§ **AIM OF THE TASK**:
Take the data from its first line. Print each line exactly until the line containing "file may not be" has been printed too.

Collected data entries
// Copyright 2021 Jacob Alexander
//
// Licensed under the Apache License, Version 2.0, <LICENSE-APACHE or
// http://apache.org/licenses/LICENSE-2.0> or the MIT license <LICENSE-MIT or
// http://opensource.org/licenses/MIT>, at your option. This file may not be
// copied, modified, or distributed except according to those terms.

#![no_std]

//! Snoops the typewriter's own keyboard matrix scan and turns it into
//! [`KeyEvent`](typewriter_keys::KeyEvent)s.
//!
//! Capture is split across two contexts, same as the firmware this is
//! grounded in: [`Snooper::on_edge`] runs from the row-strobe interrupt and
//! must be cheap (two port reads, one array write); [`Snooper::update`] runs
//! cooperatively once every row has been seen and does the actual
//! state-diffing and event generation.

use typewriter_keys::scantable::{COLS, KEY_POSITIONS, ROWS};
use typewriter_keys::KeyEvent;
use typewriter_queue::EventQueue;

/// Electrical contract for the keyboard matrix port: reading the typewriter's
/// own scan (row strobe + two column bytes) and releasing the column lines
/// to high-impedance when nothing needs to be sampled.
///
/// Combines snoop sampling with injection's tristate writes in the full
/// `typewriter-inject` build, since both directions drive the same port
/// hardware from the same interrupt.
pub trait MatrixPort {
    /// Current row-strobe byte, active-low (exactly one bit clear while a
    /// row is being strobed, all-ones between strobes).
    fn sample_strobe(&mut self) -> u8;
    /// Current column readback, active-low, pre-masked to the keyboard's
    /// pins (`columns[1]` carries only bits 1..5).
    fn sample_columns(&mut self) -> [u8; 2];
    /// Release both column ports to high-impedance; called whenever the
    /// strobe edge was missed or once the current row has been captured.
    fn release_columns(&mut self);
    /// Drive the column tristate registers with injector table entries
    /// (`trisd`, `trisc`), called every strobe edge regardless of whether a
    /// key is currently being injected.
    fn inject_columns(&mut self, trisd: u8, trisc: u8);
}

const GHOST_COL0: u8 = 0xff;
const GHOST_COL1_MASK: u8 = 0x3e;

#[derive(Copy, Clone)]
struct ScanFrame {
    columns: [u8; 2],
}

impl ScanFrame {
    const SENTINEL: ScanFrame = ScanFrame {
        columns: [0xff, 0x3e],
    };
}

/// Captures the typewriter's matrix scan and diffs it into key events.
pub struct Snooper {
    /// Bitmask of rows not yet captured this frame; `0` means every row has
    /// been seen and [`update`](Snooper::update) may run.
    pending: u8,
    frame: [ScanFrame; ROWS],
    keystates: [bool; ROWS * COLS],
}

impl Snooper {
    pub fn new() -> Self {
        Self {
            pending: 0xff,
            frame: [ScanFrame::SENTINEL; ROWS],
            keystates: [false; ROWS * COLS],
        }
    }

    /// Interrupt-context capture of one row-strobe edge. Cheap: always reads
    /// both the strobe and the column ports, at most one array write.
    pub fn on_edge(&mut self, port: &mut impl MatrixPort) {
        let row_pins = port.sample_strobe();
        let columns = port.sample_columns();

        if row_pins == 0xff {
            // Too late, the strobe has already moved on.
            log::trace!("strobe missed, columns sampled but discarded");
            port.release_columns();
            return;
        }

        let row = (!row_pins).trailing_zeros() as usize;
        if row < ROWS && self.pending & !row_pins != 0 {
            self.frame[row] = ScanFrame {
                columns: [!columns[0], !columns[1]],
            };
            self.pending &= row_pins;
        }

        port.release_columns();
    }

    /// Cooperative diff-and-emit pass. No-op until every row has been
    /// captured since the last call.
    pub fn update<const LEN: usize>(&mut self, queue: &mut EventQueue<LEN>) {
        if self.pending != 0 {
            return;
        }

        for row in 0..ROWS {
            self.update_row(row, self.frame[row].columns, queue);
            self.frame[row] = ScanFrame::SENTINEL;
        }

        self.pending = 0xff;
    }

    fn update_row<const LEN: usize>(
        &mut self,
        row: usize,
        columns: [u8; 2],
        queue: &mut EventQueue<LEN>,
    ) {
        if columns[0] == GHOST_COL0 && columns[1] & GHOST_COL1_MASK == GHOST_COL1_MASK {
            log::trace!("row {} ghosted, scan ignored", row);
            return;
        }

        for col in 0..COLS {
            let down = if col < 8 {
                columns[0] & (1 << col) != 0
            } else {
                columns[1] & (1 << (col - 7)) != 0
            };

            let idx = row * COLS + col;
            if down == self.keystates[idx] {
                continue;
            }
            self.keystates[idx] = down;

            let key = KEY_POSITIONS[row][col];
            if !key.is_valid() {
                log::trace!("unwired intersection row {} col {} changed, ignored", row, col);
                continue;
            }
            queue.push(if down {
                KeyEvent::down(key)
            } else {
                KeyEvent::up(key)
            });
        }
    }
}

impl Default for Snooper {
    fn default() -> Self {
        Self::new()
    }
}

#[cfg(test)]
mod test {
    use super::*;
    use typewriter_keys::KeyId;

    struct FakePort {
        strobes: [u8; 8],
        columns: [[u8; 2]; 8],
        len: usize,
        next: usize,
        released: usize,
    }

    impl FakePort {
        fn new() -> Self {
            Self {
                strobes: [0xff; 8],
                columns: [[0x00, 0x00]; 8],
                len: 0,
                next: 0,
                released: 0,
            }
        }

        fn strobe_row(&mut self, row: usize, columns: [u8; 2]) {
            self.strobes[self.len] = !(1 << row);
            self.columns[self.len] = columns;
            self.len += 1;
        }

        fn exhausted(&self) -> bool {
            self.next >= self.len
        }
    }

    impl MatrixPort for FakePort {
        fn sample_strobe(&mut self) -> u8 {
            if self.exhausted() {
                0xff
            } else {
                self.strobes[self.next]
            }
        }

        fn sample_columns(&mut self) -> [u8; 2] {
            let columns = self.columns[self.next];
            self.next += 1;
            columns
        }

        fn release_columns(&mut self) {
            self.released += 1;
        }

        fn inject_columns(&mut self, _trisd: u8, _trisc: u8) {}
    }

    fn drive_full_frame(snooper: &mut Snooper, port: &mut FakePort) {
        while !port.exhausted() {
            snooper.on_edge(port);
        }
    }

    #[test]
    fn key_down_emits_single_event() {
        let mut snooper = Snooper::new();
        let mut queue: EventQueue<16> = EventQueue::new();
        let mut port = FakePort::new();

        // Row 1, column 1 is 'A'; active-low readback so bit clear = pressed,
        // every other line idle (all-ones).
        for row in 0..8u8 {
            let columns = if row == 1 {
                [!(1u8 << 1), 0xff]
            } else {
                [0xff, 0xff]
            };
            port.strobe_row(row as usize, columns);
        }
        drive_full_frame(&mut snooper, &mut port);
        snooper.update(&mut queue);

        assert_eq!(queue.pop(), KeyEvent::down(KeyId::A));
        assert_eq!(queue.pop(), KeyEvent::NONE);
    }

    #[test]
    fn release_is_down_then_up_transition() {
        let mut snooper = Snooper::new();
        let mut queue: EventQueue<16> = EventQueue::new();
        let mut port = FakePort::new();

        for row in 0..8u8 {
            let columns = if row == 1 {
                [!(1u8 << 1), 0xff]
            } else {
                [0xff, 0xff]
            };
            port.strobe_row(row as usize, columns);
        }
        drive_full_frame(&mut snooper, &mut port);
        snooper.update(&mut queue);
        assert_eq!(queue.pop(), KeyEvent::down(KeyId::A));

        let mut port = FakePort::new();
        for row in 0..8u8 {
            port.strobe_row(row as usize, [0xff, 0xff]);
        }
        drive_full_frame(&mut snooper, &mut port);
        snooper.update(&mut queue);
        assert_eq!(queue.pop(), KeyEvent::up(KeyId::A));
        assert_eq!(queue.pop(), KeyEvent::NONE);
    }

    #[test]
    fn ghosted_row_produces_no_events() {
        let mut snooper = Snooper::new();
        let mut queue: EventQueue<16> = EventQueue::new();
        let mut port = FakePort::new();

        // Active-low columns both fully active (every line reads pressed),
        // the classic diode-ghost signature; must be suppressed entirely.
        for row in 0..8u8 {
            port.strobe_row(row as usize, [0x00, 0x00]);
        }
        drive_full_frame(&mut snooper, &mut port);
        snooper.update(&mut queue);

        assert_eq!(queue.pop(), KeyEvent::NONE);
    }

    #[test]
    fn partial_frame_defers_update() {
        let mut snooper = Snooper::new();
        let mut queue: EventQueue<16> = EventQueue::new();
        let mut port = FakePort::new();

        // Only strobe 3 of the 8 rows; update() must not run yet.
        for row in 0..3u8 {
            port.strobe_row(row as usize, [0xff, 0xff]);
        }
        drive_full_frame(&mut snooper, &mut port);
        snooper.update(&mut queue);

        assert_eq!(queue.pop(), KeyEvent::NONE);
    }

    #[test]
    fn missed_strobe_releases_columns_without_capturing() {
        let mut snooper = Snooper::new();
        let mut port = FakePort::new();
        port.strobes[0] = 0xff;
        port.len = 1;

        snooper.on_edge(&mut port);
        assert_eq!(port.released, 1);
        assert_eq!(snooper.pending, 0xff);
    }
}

§ **EXERCISE SOLUTION**:
// Copyright 2021 Jacob Alexander
//
// Licensed under the Apache License, Version 2.0, <LICENSE-APACHE or
// http://apache.org/licenses/LICENSE-2.0> or the MIT license <LICENSE-MIT or
// http://opensource.org/licenses/MIT>, at your option. This file may not be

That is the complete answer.